PostRank is one of our very favorite services on the web today. Give it any RSS feed and the service will give you a filtered feed of just the most commented on, linked to, saved and Dugg posts from that feed. It’s really handy, so we’re excited to see what the company can do moving more seriously into the feed publishing and analytics market. Can PostRank pull it off?
Can PostRank pull it off? I’ll let you read Kirkpatrick’s analysis but I’m not putting my money on PostRank.

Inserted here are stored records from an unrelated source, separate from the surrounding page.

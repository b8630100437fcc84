// This file wraps the libusb handle of the sniffer into the handful of primitives the bring-up
// sequence and the capture loop need. Nothing in here retries, every call is bounded by the
// transport timeout and hands back whatever libusb told us.
use crate::error::ConnectError;
use log::{debug, info, warn};
use rusb::{Context, DeviceHandle, Direction, LogLevel, Recipient, RequestType, UsbContext};
use std::time::Duration;

pub const DEFAULT_TIMEOUT: Duration = Duration::from_millis(1000);

/// The primitive operations the sniffer is driven through.
pub trait SnifferTransport {
    fn read_control(
        &mut self,
        request: u8,
        value: u16,
        index: u16,
        length: usize,
    ) -> Result<Vec<u8>, rusb::Error>;

    fn write_control(
        &mut self,
        request: u8,
        value: u16,
        index: u16,
        data: &[u8],
    ) -> Result<(), rusb::Error>;

    fn read_bulk(&mut self, endpoint: u8, buffer: &mut [u8]) -> Result<usize, rusb::Error>;

    fn claim_interface(&mut self, interface: u8) -> Result<(), rusb::Error>;
    fn set_active_configuration(&mut self, configuration: u8) -> Result<(), rusb::Error>;
}

pub struct SnifferUSB<T: UsbContext> {
    handle: DeviceHandle<T>,
    claimed: Option<u8>,
    timeout: Duration,
}

impl SnifferUSB<Context> {
    /// Creates a fresh libusb context and opens the first device matching the ids.
    pub fn open(vendor_id: u16, product_id: u16) -> Result<Self, ConnectError> {
        let mut context = Context::new()?;
        context.set_log_level(LogLevel::Warning);
        Self::open_with_context(&context, vendor_id, product_id)
    }
}

impl<T: UsbContext> SnifferUSB<T> {
    pub fn open_with_context(
        context: &T,
        vendor_id: u16,
        product_id: u16,
    ) -> Result<Self, ConnectError> {
        let handle = context
            .open_device_with_vid_pid(vendor_id, product_id)
            .ok_or(ConnectError::DeviceNotFound {
                vendor_id,
                product_id,
            })?;

        info!(
            "Opened USB device {:04X}:{:04X} ({:?})",
            vendor_id,
            product_id,
            handle.device()
        );

        Ok(Self {
            handle,
            claimed: None,
            timeout: DEFAULT_TIMEOUT,
        })
    }

    pub fn with_timeout(mut self, timeout: Duration) -> Self {
        self.timeout = timeout;
        self
    }
}

impl<T: UsbContext> SnifferTransport for SnifferUSB<T> {
    fn read_control(
        &mut self,
        request: u8,
        value: u16,
        index: u16,
        length: usize,
    ) -> Result<Vec<u8>, rusb::Error> {
        let mut buf = vec![0; length];
        let response_length = self.handle.read_control(
            rusb::request_type(Direction::In, RequestType::Vendor, Recipient::Device),
            request,
            value,
            index,
            &mut buf,
            self.timeout,
        )?;
        buf.truncate(response_length);
        Ok(buf)
    }

    fn write_control(
        &mut self,
        request: u8,
        value: u16,
        index: u16,
        data: &[u8],
    ) -> Result<(), rusb::Error> {
        self.handle.write_control(
            rusb::request_type(Direction::Out, RequestType::Vendor, Recipient::Device),
            request,
            value,
            index,
            data,
            self.timeout,
        )?;

        Ok(())
    }

    fn read_bulk(&mut self, endpoint: u8, buffer: &mut [u8]) -> Result<usize, rusb::Error> {
        self.handle.read_bulk(endpoint, buffer, self.timeout)
    }

    fn claim_interface(&mut self, interface: u8) -> Result<(), rusb::Error> {
        // Not every platform can detach kernel drivers, the claim itself decides if we're good.
        if let Err(e) = self.handle.set_auto_detach_kernel_driver(true) {
            debug!("Kernel driver auto-detach unavailable: {}", e);
        }

        self.handle.claim_interface(interface)?;
        self.claimed = Some(interface);
        Ok(())
    }

    fn set_active_configuration(&mut self, configuration: u8) -> Result<(), rusb::Error> {
        self.handle.set_active_configuration(configuration)
    }
}

impl<T: UsbContext> Drop for SnifferUSB<T> {
    fn drop(&mut self) {
        if let Some(interface) = self.claimed.take() {
            if let Err(e) = self.handle.release_interface(interface) {
                warn!("Unable to release interface {}: {}", interface, e);
            }
        }
        debug!("Closing USB device {:?}", self.handle.device());
    }
}
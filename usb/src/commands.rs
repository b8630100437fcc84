use strum::{Display, EnumIter};

/// Vendor requests understood by the sniffer firmware.
#[derive(Copy, Clone, Debug, PartialEq, Eq, Display, EnumIter)]
pub enum Command {
    GetIdentity,
    SetPower,
    GetPower,
    VendorInit,
    StartCapture,
    StopCapture,
    SetChannel,
}

impl Command {
    pub fn request(&self) -> u8 {
        match self {
            Command::GetIdentity => 0xC0,
            Command::SetPower => 0xC5,
            Command::GetPower => 0xC6,
            // Nobody seems to know what this one does, but the dongle won't take a channel without it.
            Command::VendorInit => 0xC9,
            Command::StartCapture => 0xD0,
            Command::StopCapture => 0xD1,
            Command::SetChannel => 0xD2,
        }
    }
}
use crate::shutdown::Shutdown;
use crate::sink::{CaptureRecord, CaptureSink, SinkError};
use ccsniff_usb::device::SnifferTransport;
use ccsniff_usb::frame::{Framing, CAPTURE_ENDPOINT, MAX_CHUNK_SIZE};
use ccsniff_usb::rusb;
use log::{debug, info, trace, warn};
use std::fmt::{Display, Formatter};
use std::io::Write;
use std::time::{Duration, Instant};

const STATS_INTERVAL: Duration = Duration::from_secs(10);

#[derive(thiserror::Error, Debug)]
pub enum CaptureError {
    #[error("The sniffer has gone away")]
    DeviceLost,

    #[error(transparent)]
    Sink(#[from] SinkError),
}

#[derive(Debug, Clone, Copy, PartialEq, Eq)]
pub struct CaptureSettings {
    pub endpoint: u8,
    pub chunk_size: usize,
    pub framing: Framing,
}

impl Default for CaptureSettings {
    fn default() -> Self {
        Self {
            endpoint: CAPTURE_ENDPOINT,
            chunk_size: MAX_CHUNK_SIZE,
            framing: Framing::Permissive,
        }
    }
}

#[derive(Debug, Default, Clone, Copy, PartialEq, Eq)]
pub struct CaptureStats {
    pub reads: u64,
    pub records: u64,
    pub bytes: u64,
    pub discarded: u64,
    pub rejected: u64,
    pub timeouts: u64,
    pub transfer_errors: u64,
}

impl Display for CaptureStats {
    fn fmt(&self, f: &mut Formatter<'_>) -> std::fmt::Result {
        write!(
            f,
            "Reads: {} | Records: {} ({} bytes) | Discarded: {} | Rejected: {} | Timeouts: {} | Errors: {}",
            self.reads,
            self.records,
            self.bytes,
            self.discarded,
            self.rejected,
            self.timeouts,
            self.transfer_errors
        )
    }
}

/// What a single iteration of the loop did with its bulk read.
#[derive(Debug, Clone, Copy, PartialEq, Eq)]
pub enum Outcome {
    Recorded(usize),
    Discarded,
    Rejected,
    Timeout,
    TransferError,
}

pub struct CaptureLoop<'a, T: SnifferTransport + ?Sized, W: Write> {
    transport: &'a mut T,
    sink: &'a mut CaptureSink<W>,
    settings: CaptureSettings,
    buffer: Vec<u8>,
    stats: CaptureStats,
}

impl<'a, T: SnifferTransport + ?Sized, W: Write> CaptureLoop<'a, T, W> {
    pub fn new(
        transport: &'a mut T,
        sink: &'a mut CaptureSink<W>,
        settings: CaptureSettings,
    ) -> Self {
        let chunk_size = settings.chunk_size.clamp(1, MAX_CHUNK_SIZE);
        Self {
            transport,
            sink,
            settings,
            buffer: vec![0; chunk_size],
            stats: CaptureStats::default(),
        }
    }

    pub fn stats(&self) -> CaptureStats {
        self.stats
    }

    /// Performs one bulk read, and records whatever frame it carried. Only a lost device or
    /// a broken sink come back as errors, everything else is counted and skipped.
    pub fn step(&mut self) -> Result<Outcome, CaptureError> {
        let length = match self.transport.read_bulk(self.settings.endpoint, &mut self.buffer) {
            Ok(length) => length,
            Err(rusb::Error::Timeout) => {
                self.stats.timeouts += 1;
                return Ok(Outcome::Timeout);
            }
            Err(rusb::Error::NoDevice) => return Err(CaptureError::DeviceLost),
            Err(e) => {
                self.stats.transfer_errors += 1;
                warn!("Bulk read failed, skipping: {}", e);
                return Ok(Outcome::TransferError);
            }
        };

        self.stats.reads += 1;
        let chunk = &self.buffer[..length];
        trace!("Bulk read {} bytes: {:02X?}", length, chunk);

        let payload = match self.settings.framing.payload(chunk) {
            Ok(Some(payload)) => payload,
            Ok(None) => {
                self.stats.discarded += 1;
                return Ok(Outcome::Discarded);
            }
            Err(e) => {
                self.stats.rejected += 1;
                debug!("Dropping chunk: {}", e);
                return Ok(Outcome::Rejected);
            }
        };

        let record = CaptureRecord::now(payload);
        self.sink.write_record(&record)?;

        self.stats.records += 1;
        self.stats.bytes += payload.len() as u64;
        Ok(Outcome::Recorded(payload.len()))
    }

    /// Loops until shutdown is triggered, checking for it once per bulk read.
    pub fn run(&mut self, shutdown: &Shutdown) -> Result<(), CaptureError> {
        let mut last_stats = Instant::now();

        while !shutdown.is_triggered() {
            if let Outcome::Recorded(length) = self.step()? {
                trace!("Recorded a {} byte frame", length);
            }

            if last_stats.elapsed() >= STATS_INTERVAL {
                info!("[Capture] {}", self.stats);
                last_stats = Instant::now();
            }
        }

        debug!("Shutdown requested, leaving capture loop");
        Ok(())
    }
}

While the concept is great–forget the number of items in your RSS feed, which ones are the most valuable–PostRank hasn’t evolved much in the 2 years I’ve been aware of it. In fact, as it’s grown in popularity, I wonder if it’s starting to groan under the strain of trying to process so much data from each feed. Take a look at these two basic errors that render the tool practically useless:


Can someone explain to me how an item with just 4 comments can have a higher PostRank than one with 5 comments and a bunch of other social media bookmarks?
Or this anomaly:


The sidebar widget gives “A Comic Reminder to Avoid a Social Media Reputation Blunder” a PostRank of 7.4 yet the main search results say it’s only a 6.5.
Don’t get me wrong, I love the idea of PostRank and, with some additional funding, it may be able to provide more consistent results, but consider this. If Google–with all of its billions–can’t get Feedburner to accurately display the number of feed subscribers each day, we’re probably a long way from being able to accurately measure anything more complex.